(Dataset entries)
++++++

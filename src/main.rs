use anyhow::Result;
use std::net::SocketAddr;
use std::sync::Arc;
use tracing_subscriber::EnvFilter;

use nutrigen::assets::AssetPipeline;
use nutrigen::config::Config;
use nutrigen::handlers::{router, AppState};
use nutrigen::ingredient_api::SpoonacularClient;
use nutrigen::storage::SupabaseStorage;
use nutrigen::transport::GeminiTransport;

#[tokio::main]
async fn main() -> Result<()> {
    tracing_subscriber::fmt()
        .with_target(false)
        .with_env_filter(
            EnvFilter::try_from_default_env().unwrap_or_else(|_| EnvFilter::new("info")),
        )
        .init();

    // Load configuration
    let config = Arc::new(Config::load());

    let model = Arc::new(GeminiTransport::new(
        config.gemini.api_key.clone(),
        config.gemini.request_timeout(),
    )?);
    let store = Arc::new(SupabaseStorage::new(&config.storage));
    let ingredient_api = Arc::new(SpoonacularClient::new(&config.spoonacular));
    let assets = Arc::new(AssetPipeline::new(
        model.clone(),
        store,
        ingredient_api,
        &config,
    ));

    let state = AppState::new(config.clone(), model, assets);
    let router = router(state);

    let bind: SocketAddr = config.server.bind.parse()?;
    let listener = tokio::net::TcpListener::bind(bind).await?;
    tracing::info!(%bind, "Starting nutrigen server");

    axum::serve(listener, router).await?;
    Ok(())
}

++++++

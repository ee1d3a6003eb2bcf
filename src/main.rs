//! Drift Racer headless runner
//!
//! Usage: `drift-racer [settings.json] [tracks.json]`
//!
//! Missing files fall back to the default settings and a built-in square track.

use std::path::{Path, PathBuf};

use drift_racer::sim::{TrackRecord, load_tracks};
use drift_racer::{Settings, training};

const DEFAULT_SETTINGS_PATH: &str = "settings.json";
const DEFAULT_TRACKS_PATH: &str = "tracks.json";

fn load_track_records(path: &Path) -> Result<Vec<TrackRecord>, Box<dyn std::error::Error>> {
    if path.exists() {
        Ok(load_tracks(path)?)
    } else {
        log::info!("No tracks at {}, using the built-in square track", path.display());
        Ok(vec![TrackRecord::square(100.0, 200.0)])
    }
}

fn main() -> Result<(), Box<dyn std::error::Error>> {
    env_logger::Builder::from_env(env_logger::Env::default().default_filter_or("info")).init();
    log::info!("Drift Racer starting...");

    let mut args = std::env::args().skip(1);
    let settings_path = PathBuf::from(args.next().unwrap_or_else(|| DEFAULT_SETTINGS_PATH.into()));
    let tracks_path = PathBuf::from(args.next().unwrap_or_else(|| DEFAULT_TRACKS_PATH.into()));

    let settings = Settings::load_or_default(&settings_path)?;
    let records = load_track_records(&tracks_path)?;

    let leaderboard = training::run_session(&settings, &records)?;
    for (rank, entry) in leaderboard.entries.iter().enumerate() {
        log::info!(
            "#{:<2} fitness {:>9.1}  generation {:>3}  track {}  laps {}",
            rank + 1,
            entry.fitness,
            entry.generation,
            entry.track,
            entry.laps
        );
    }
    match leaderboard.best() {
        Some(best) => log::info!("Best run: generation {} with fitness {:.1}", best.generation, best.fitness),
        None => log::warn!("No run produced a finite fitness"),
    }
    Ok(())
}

++++++

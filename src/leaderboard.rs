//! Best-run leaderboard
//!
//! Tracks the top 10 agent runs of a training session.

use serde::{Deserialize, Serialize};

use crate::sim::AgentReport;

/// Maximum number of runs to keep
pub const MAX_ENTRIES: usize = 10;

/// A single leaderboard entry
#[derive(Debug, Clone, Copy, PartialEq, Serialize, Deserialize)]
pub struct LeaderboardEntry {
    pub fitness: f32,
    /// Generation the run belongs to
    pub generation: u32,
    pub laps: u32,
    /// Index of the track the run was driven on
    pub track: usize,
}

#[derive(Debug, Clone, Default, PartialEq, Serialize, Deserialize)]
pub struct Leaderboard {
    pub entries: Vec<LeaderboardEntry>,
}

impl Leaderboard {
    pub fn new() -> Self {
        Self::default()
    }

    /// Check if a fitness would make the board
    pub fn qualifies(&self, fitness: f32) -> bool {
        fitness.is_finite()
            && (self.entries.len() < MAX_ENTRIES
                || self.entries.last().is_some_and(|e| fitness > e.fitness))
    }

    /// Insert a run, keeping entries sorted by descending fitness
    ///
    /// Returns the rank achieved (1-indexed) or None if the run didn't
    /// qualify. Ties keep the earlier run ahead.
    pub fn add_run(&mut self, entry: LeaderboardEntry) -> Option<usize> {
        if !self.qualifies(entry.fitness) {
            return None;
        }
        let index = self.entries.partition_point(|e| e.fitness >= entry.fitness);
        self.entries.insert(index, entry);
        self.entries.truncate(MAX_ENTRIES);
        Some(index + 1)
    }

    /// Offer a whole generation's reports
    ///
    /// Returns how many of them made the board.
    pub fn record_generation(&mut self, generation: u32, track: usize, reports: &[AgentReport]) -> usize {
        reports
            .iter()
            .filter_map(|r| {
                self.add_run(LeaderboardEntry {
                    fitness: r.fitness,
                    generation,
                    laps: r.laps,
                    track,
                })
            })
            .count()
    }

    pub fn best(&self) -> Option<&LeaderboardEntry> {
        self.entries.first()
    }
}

++++++

Lines from the entries that contain the string "laps" are what must be copied.

RESULT FOR THIS TASK.
            "#{:<2} fitness {:>9.1}  generation {:>3}  track {}  laps {}",
            entry.laps
    pub laps: u32,
                    laps: r.laps,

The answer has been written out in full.